Friday, January 26, 2007

Obstruction

Elijah and I are back at Children's. I took him into the ER early this morning after Eli spend an entire night of constant pain. His poor belly was bright right & modeled and he hadn't pooped in 13 hours. I know we prayed for his stooling to slow down, but I knew something was very wrong.
It is a pretty sad thing when a tiny baby screaming like he is in agonizing pain does not constitute a priority in the ER. We had to wait for 2 1/2 hours before we even got back to an exam room. I was so PO'ed, as I told the triage nurse Eli was high risk for infection and she insisted we wait in the waiting area w/ all the other sick kids.
The admittance wasn't any easier despite the fact we've now been to the same ER 3 times in the past 10 days. It took 3 tries to get an IV in Eli's scalp and they drew 8 viles this time in order to run every possible lab (nutrition, electrolytes, CBC, CRP, full liver function panel, the works). We made our grand journey down to x-ray and they took lots of pictures of Eli's swollen belly. Almost 5 hours after we first entered the ER the attending doc made her diagnosis, bowel obstruction.
I haven't actually seen Eli's GI doc yet, but I heard through the medical-telephone that his x-ray showed a complete fluid & air blockage. We got the "do not pass go" pass this time and they tucked us away in a teeny-tiny corner room. Seriously, you think you would be more accommodating to a mother w/ three young children. This room has enough space to walk-in, turn around- in the same spot, and walk out. It should be interesting when the girls get here. While I am on my rant about family accomidations, I have been now sitting in the hospital for 9 hours w/o anyone offering anything to drink or eat. I know, it's not about me.
So, we sit and wait. I hope to know more of a game plan when I actually talk to Eli's GI doc. Normal treatment for obstructions is NPO (nothing by mouth, we stopped Eli's GT feeds) and maintenance IV fluids. They will continue to monitor Eli's obstruction w/ x-rays and we just pray it will be able to repair itself w/o any intervention. Eli will probably need a NJ tube (tube from his nose to his jejunum) to help relieve the pressure in his belly. Hopefully something will work and Eli can be more comfortable. I don't know how long it will take to heal, but I have heard 24 hours to several days.
I will hold up camp at Children's until Eli can come home. I can't bear the thought of leaving my baby boy all alone. Grandma should be coming to our rescue soon w/ Eli's personal swing, so hopefully I can get our little guy to rest. I lucked out and got a laptop from the Family Resource Center, so I should be able to update the blog and keep all Eli's loved ones informed.
If everyone who reads Eli blog could please say a prayer for our little guy. He has had such a rough road and it just breaks my heart to see my baby boy in pain. Pray Eli's bowel heals and we can return home very soon.
ETA- I just got a call from Eli's GI doc. Apparently he sent a referral for the pediatric surgeons to come and talk to me. Please, please pray Eli doesn't need another bowel surgery. Eli is such a little fighter, but I just wish things didn't have to be this way for him.

4 comments:

Maggie (Sarah's mom) said...

Oh Sarah!!! Eli is in my prayers!!!

Anonymous said...

my heart is going out to eli and you. this is a trying time again. have faith he will pull through all of this. im not a religous person, but once was as a child, even though i am not anymore i still give it a shot enough to pray for eli when i read such news about him. please keep your blog updated as i check in on him often. lots of love to you both and positive thoughts.

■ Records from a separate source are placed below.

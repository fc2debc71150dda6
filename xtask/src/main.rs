#[cfg(test)]
mod tidy;

use std::{thread, time::Duration, time::Instant};

use xshell::{cmd, Shell};

/// Publish order: `argspec` pins the exact `argspec-macros` version.
const CRATES: [&str; 2] = ["argspec-macros", "argspec"];

fn main() -> xshell::Result<()> {
    let sh = Shell::new()?;

    step("test", || {
        cmd!(sh, "cargo test --workspace").run()?;
        cmd!(sh, "cargo test -p argspec --features serde").run()?;
        cmd!(sh, "cargo run -p argspec --example grep -- -i -A 2 foo src/lib.rs").run()
    })?;

    let version = cmd!(sh, "cargo pkgid -p argspec").read()?;
    let version = version.rsplit(['#', '@']).next().unwrap_or_default().to_string();
    let on_master = cmd!(sh, "git branch --show-current").read()? == "master";
    let released = !cmd!(sh, "git tag --list v{version}").read()?.trim().is_empty();
    if !on_master || released {
        return Ok(());
    }

    step("publish", || {
        cmd!(sh, "git tag v{version}").run()?;
        for krate in CRATES {
            cmd!(sh, "cargo publish -p {krate}").run()?;
            wait_until_published(&sh, krate, &version)?;
        }
        cmd!(sh, "git push --tags").run()
    })
}

fn step(name: &str, f: impl FnOnce() -> xshell::Result<()>) -> xshell::Result<()> {
    println!("::group::{name}");
    let start = Instant::now();
    let res = f();
    eprintln!("{name}: {:.2?}", start.elapsed());
    println!("::endgroup::");
    res
}

fn wait_until_published(sh: &Shell, krate: &str, version: &str) -> xshell::Result<()> {
    for _ in 0..100 {
        let stderr = cmd!(sh, "cargo install {krate} --version {version} --bin non-existing")
            .ignore_status()
            .read_stderr()?;
        if stderr.contains("Installing") {
            break;
        }
        thread::sleep(Duration::from_secs(3));
    }
    Ok(())
}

btw- kaeden has the same blue puppy nightgown eli has in one of the current pics ;)

Anonymous said...

Sarah, my family will keep Eli and your family in our prayers!! Eli is just a super little guy. Take Care of yourself and that cutie pie. (((HUGS)))

Anonymous said...

Our family wishes Eli the very best. We pray that the doctors that will be looking after him will do their jobs and keep him safe.

Our son was born at 24 weeks premature and we understand what you are going through.

Please stay strong - you are doing a great job!!!